See the rest at KHN.
I left a few things out of the column. One is that though the private sector can and will come up with possible solutions to the health care cost problem that doesn’t make the private sector a replacement for a functioning government. Some problems, even in health care, require some government involvement. A good example, not in health care, is global warming. The private sector can’t solve that on its own. In fact, our government alone can’t either, but it can play a major role. Without it, we’re toast (burnt, boiled, or even deep fried).
Second, if the federal government doesn’t seriously address health care costs, private firms aren’t the only actors that could fill the vacuum. State governments could act. But the problem isn’t necessarily a whole lot easier at the state level. Massachusetts is still struggling with cost control, for instance. Maryland’s all-payer system seems to have kept costs down there. Your results may vary.
Third, I ignored the fact that legislation can pass the Senate without influence of filibuster via the budget reconciliation process. But that process has constraints so not everything can be done that way. In general, the Senate has important work to do that requires a filibuster-busting 60 votes.

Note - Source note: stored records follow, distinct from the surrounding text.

//! Durable saved state
//!
//! The saved-state record keeps each screen's cache tag and a
//! monotonic write counter in a single fixed flash sector, so a reboot
//! does not re-fetch content the server already confirmed.

pub mod record;
pub mod store;

pub use record::SavedState;
pub use store::{StateStore, StoreError};
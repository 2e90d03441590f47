//! Saved-state store
//!
//! Owns the canonical on-flash record. Reads are direct copies of the
//! fixed sector; writes stage the record into a page buffer and replace
//! the sector in one erase+program pass, so power loss leaves either
//! the old record or the new one, never a blend.

use log::{info, warn};

use super::record::{SavedState, PAGE_BYTES, RECORD_BYTES};
use crate::traits::SectorFlash;

/// Errors from store operations
#[derive(Debug, Clone, Copy, PartialEq, Eq)]
#[cfg_attr(feature = "defmt", derive(defmt::Format))]
pub enum StoreError {
    /// The sector erase/program (or its protected context) failed
    ///
    /// Not retryable here: an inconsistent flash state must not be
    /// left for the next cycle to reattempt. The caller escalates.
    Flash,
}

/// The persistent-state store
pub struct StateStore<F: SectorFlash> {
    flash: F,
}

impl<F: SectorFlash> StateStore<F> {
    pub fn new(flash: F) -> Self {
        Self { flash }
    }

    /// Read the record from the fixed flash location
    pub fn load(&mut self) -> SavedState {
        let mut buf = [0u8; RECORD_BYTES];
        self.flash.read_record(&mut buf);
        SavedState::decode(&buf)
    }

    /// Durably write `state`, replacing the whole sector
    pub async fn save(&mut self, state: &SavedState) -> Result<(), StoreError> {
        let mut page = [0u8; PAGE_BYTES];
        let record: &mut [u8; RECORD_BYTES] =
            (&mut page[..RECORD_BYTES]).try_into().map_err(|_| StoreError::Flash)?;
        state.encode(record);

        match self.flash.write_record(&page).await {
            Ok(()) => {
                info!("saved state written, {} total writes", state.write_count);
                Ok(())
            }
            Err(e) => {
                warn!("saved state write failed: {:?}", e);
                Err(StoreError::Flash)
            }
        }
    }
}

#[cfg(test)]
mod tests {
    use super::*;
    use crate::tag::CacheTag;
    use futures::executor::block_on;

    /// In-memory sector for host tests
    struct MemSector {
        data: [u8; PAGE_BYTES],
        fail_writes: bool,
        writes: usize,
    }

    impl MemSector {
        fn new() -> Self {
            Self {
                // Erased flash reads as all ones
                data: [0xFF; PAGE_BYTES],
                fail_writes: false,
                writes: 0,
            }
        }
    }

    impl SectorFlash for MemSector {
        type Error = ();

        fn read_record(&mut self, buf: &mut [u8; RECORD_BYTES]) {
            buf.copy_from_slice(&self.data[..RECORD_BYTES]);
        }

        async fn write_record(&mut self, buf: &[u8; PAGE_BYTES]) -> Result<(), ()> {
            if self.fail_writes {
                return Err(());
            }
            self.data.copy_from_slice(buf);
            self.writes += 1;
            Ok(())
        }
    }

    #[test]
    fn test_load_from_erased_flash_is_invalid() {
        let mut store = StateStore::new(MemSector::new());
        assert!(!store.load().is_valid());
    }

    #[test]
    fn test_save_then_load() {
        let mut store = StateStore::new(MemSector::new());
        let state = SavedState {
            write_count: 5,
            tags: [
                CacheTag::try_from_str("abc").unwrap(),
                CacheTag::empty(),
                CacheTag::empty(),
            ],
            ..SavedState::default()
        };

        block_on(store.save(&state)).unwrap();
        assert_eq!(store.load(), state);
    }

    #[test]
    fn test_write_failure_surfaces() {
        let mut sector = MemSector::new();
        sector.fail_writes = true;
        let mut store = StateStore::new(sector);

        let result = block_on(store.save(&SavedState::default()));
        assert_eq!(result, Err(StoreError::Flash));
    }
}
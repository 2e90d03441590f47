//! Synchronization engine
//!
//! The top-level forever loop: ensure association, fetch each screen in
//! order, render what changed, persist one new saved-state generation
//! when anything changed, sleep, repeat. There is no terminal state;
//! the only exits are a fatal reset or power loss.

use log::{info, warn};

use crate::net::AssociationManager;
use crate::state::{SavedState, StateStore, StoreError};
use crate::sync::{FetchOutcome, ImageBuffer, ImageSyncClient};
use crate::tag::CacheTag;
use crate::traits::{
    Delay, FatalReason, PanelError, SectorFlash, SignPanel, SyncTransport, SystemControl,
    WirelessStation,
};
use crate::{CYCLE_GAP_MS, SCREEN_COUNT};

/// How one cycle ended
#[derive(Debug, Clone, Copy, PartialEq, Eq)]
#[cfg_attr(feature = "defmt", derive(defmt::Format))]
pub enum CycleEnd {
    /// Cycle completed; sleep and run the next one
    Completed,
    /// Unrecoverable within this boot; the device must reset
    Fatal(FatalReason),
}

/// The synchronization engine
///
/// Owns every collaborator for the life of the device. Screens are
/// processed strictly sequentially, so exactly one fetch is ever in
/// flight and the shared image buffer has a single writer.
pub struct SyncEngine<'b, W, T, P, F, D>
where
    W: WirelessStation,
    T: SyncTransport,
    P: SignPanel,
    F: SectorFlash,
    D: Delay,
{
    wireless: W,
    client: ImageSyncClient<T>,
    panels: [P; SCREEN_COUNT],
    store: StateStore<F>,
    delay: D,
    association: AssociationManager<'b>,
    buffer: ImageBuffer<'b>,
    state: SavedState,
    /// Working copies of each screen's current tag for this boot
    tags: [CacheTag; SCREEN_COUNT],
}

impl<'b, W, T, P, F, D> SyncEngine<'b, W, T, P, F, D>
where
    W: WirelessStation,
    T: SyncTransport,
    P: SignPanel,
    F: SectorFlash,
    D: Delay,
{
    pub fn new(
        wireless: W,
        client: ImageSyncClient<T>,
        panels: [P; SCREEN_COUNT],
        store: StateStore<F>,
        delay: D,
        association: AssociationManager<'b>,
        buffer: ImageBuffer<'b>,
    ) -> Self {
        Self {
            wireless,
            client,
            panels,
            store,
            delay,
            association,
            buffer,
            state: SavedState::default(),
            tags: core::array::from_fn(|_| CacheTag::empty()),
        }
    }

    /// Boot-time saved-state policy
    ///
    /// An invalid or wrong-version record is replaced by a freshly
    /// persisted default before any fetch; there is no migration path
    /// between versions.
    pub async fn prepare(&mut self) -> Result<(), StoreError> {
        let loaded = self.store.load();

        self.state = if !loaded.is_valid() {
            warn!("saved state invalid, reinitializing");
            let fresh = SavedState::default();
            self.store.save(&fresh).await?;
            fresh
        } else if !loaded.is_current_version() {
            warn!(
                "saved state has version {} (current {}), reinitializing",
                loaded.version,
                crate::state::record::STATE_VERSION
            );
            let fresh = SavedState::default();
            self.store.save(&fresh).await?;
            fresh
        } else {
            loaded
        };

        info!(
            "saved state version={} write_count={}",
            self.state.version, self.state.write_count
        );
        self.tags = self.state.tags.clone();
        Ok(())
    }

    /// Run one synchronization cycle
    pub async fn run_cycle(&mut self) -> CycleEnd {
        self.association
            .ensure_associated(&mut self.wireless, &mut self.delay)
            .await;

        let mut any_dirty = false;

        for index in 0..SCREEN_COUNT {
            let screen_id = self.panels[index].screen_id();
            let outcome = self
                .client
                .fetch(
                    screen_id,
                    &mut self.tags[index],
                    self.state.write_count,
                    &mut self.buffer,
                )
                .await;

            match outcome {
                FetchOutcome::NewImage => {
                    info!("new image for screen {}", screen_id);
                    if let Err(e) = self.render_screen(index).await {
                        warn!("screen {} render failed: {:?}", screen_id, e);
                        return CycleEnd::Fatal(FatalReason::RenderFailed);
                    }
                    any_dirty = true;
                }
                FetchOutcome::Unchanged => {
                    info!("no change for screen {}", screen_id);
                }
                FetchOutcome::Error => {
                    // A partially failed fetch may have left the shared
                    // buffer corrupted; the next boot retries the whole
                    // cycle fresh.
                    warn!("refreshing screen {} failed", screen_id);
                    return CycleEnd::Fatal(FatalReason::FetchFailed);
                }
            }
        }

        if any_dirty {
            info!("one or more screens updated, saving state");
            let next = self.state.next_generation(self.tags.clone());
            if self.store.save(&next).await.is_err() {
                return CycleEnd::Fatal(FatalReason::StoreFailed);
            }
            self.state = next;
        }

        CycleEnd::Completed
    }

    async fn render_screen(&mut self, index: usize) -> Result<(), PanelError> {
        let panel = &mut self.panels[index];
        let image = self.buffer.filled().unwrap_or(&[]);
        panel.initialize().await?;
        panel.render(image).await?;
        panel.power_down().await
    }

    /// Run cycles forever
    ///
    /// A fatal cycle hands control to the reset primitive, which never
    /// returns on hardware.
    pub async fn run<S: SystemControl>(&mut self, system: &mut S) {
        loop {
            match self.run_cycle().await {
                CycleEnd::Completed => {
                    info!("cycle complete, sleeping {} ms", CYCLE_GAP_MS);
                    self.delay.sleep_ms(CYCLE_GAP_MS).await;
                }
                CycleEnd::Fatal(reason) => {
                    system.fatal_reset(reason).await;
                    // Unreachable on hardware; in tests the loop ends here
                    return;
                }
            }
        }
    }
}
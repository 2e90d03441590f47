//! Polled fetch transport trait
//!
//! The transport carries exactly one GET at a time. The caller drives
//! it by polling; each poll step returns the next transfer event
//! instead of invoking callbacks through an opaque context pointer, so
//! the single-in-flight invariant is held by the `&mut` borrow rather
//! than by convention.

/// One event from a poll step
#[derive(Debug, PartialEq, Eq)]
pub enum TransportEvent<'a> {
    /// The complete response header block (up to the blank line)
    Headers(&'a [u8]),
    /// One chunk of response body
    Body(&'a [u8]),
    /// Transfer finished; `status` is the server's HTTP status code
    Complete { status: u16 },
    /// Nothing arrived within the transport's bounded wait (~1 s)
    Idle,
}

/// Trait for the polled HTTP-style transport
pub trait SyncTransport {
    type Error: core::fmt::Debug;

    /// Start a GET for `path` on the configured sync server
    ///
    /// Only one transfer may be in flight; starting a new one while a
    /// previous transfer is unfinished discards the previous transfer.
    async fn request(&mut self, path: &str) -> Result<(), Self::Error>;

    /// Drive the in-flight transfer and return the next event
    ///
    /// Blocks for at most the transport's bounded wait, returning
    /// [`TransportEvent::Idle`] when nothing arrived. A transport-level
    /// failure (connection reset, DNS failure) is an `Err`.
    async fn poll(&mut self) -> Result<TransportEvent<'_>, Self::Error>;
}
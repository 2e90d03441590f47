//! Conditional image synchronization
//!
//! One fetch per screen per cycle: build a conditional request with the
//! screen's cache tag, stream the response into a bounded buffer via
//! the polled transport, and classify the result.

pub mod buffer;
pub mod client;
pub mod fetch;
pub mod request;

pub use buffer::ImageBuffer;
pub use client::{ImageSyncClient, FETCH_POLL_BUDGET};
pub use fetch::{FetchOutcome, FetchSession};
pub use request::RequestPath;
//! Site configuration: wireless credentials and the image server
//!
//! Edit the tables below and rebuild to deploy to a new site. The
//! device tries these networks in scanned-strength order, so listing
//! several is fine.

use heapless::Vec;
use placard_core::net::KnownNetwork;

/// SSID/passphrase pairs the device may join
const CREDENTIALS: &[(&str, &str)] = &[
    ("signage", "placard-site-key"),
    ("signage-backup", "placard-site-key"),
];

/// Image server to poll
pub const SERVER_HOST: &str = "images.example.org";
pub const SERVER_PORT: u16 = 80;

/// Most credentials a site table can hold
pub const MAX_KNOWN_NETWORKS: usize = 8;

/// Build the credential table, skipping entries that exceed the
/// SSID or passphrase length limits
pub fn known_networks() -> Vec<KnownNetwork, MAX_KNOWN_NETWORKS> {
    let mut networks = Vec::new();
    for (ssid, passphrase) in CREDENTIALS {
        let (Ok(ssid), Ok(passphrase)) = (
            heapless::String::try_from(*ssid),
            heapless::String::try_from(*passphrase),
        ) else {
            continue;
        };
        if networks.push(KnownNetwork { ssid, passphrase }).is_err() {
            break;
        }
    }
    networks
}
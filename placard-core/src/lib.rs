//! Board-agnostic sync engine for the Placard signage firmware
//!
//! This crate contains all application logic that does not depend on
//! specific hardware implementations:
//!
//! - Hardware abstraction traits (wireless, transport, panel, flash)
//! - Wireless association manager (scan, rank, join, backoff)
//! - Conditional image-fetch client and outcome classification
//! - Crash-safe saved-state record and store
//! - The top-level synchronization engine
//!
//! Everything here runs on the host for testing; the `placard-hal-rp2040`
//! crate provides the Pico W implementations of the traits.

#![cfg_attr(not(test), no_std)]
#![deny(unsafe_code)]
#![allow(async_fn_in_trait)] // We control the usage of these traits

pub mod engine;
pub mod net;
pub mod scan;
pub mod state;
pub mod sync;
pub mod tag;
pub mod traits;

/// Number of independent screens (and saved-state cache slots)
pub const SCREEN_COUNT: usize = 3;

/// Expected image payload size: 960x680 pixels, 1 bit per pixel
pub const IMAGE_BYTES: usize = 960 * 680 / 8;

/// Pause between synchronization cycles
pub const CYCLE_GAP_MS: u32 = 10_000;
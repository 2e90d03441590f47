//! Wireless station trait

use crate::scan::ScanTable;

/// Classified join failure
///
/// All variants are retryable within the attempt budget; the
/// classification exists for diagnostics only.
#[derive(Debug, Clone, Copy, PartialEq, Eq)]
#[cfg_attr(feature = "defmt", derive(defmt::Format))]
pub enum JoinFailure {
    /// Credentials rejected by the access point
    AuthRejected,
    /// No response within the join timeout
    Timeout,
    /// Association refused
    Refused,
    /// Anything else the radio reports
    Other,
}

/// Trait for the wireless radio in station mode
pub trait WirelessStation {
    type Error: core::fmt::Debug;

    /// Whether the radio currently holds an active association
    async fn is_joined(&mut self) -> bool;

    /// Run one scan, feeding every raw sighting into `table`
    ///
    /// Returns when the radio reports scan completion.
    async fn scan(&mut self, table: &mut ScanTable) -> Result<(), Self::Error>;

    /// Attempt to associate with one specific station
    ///
    /// `bssid` identifies the station the scan ranked strongest for
    /// this SSID, avoiding ambiguity among access points sharing a
    /// name.
    async fn join(
        &mut self,
        ssid: &str,
        bssid: [u8; 6],
        passphrase: &str,
    ) -> Result<(), JoinFailure>;
}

Finally, I want to make one thing very clear. My column neither advocates for private-sector solutions, like consumer directed health plans, nor for government-dominated solutions, like single-payer. I may (or, actually, may not) have strong opinions on such things but they are not relevant to the column. My point, my only point, is that if the Senate cannot pass significant legislation to solve a problem like health care costs, the private sector will act. Like it or not, that’s just a fact.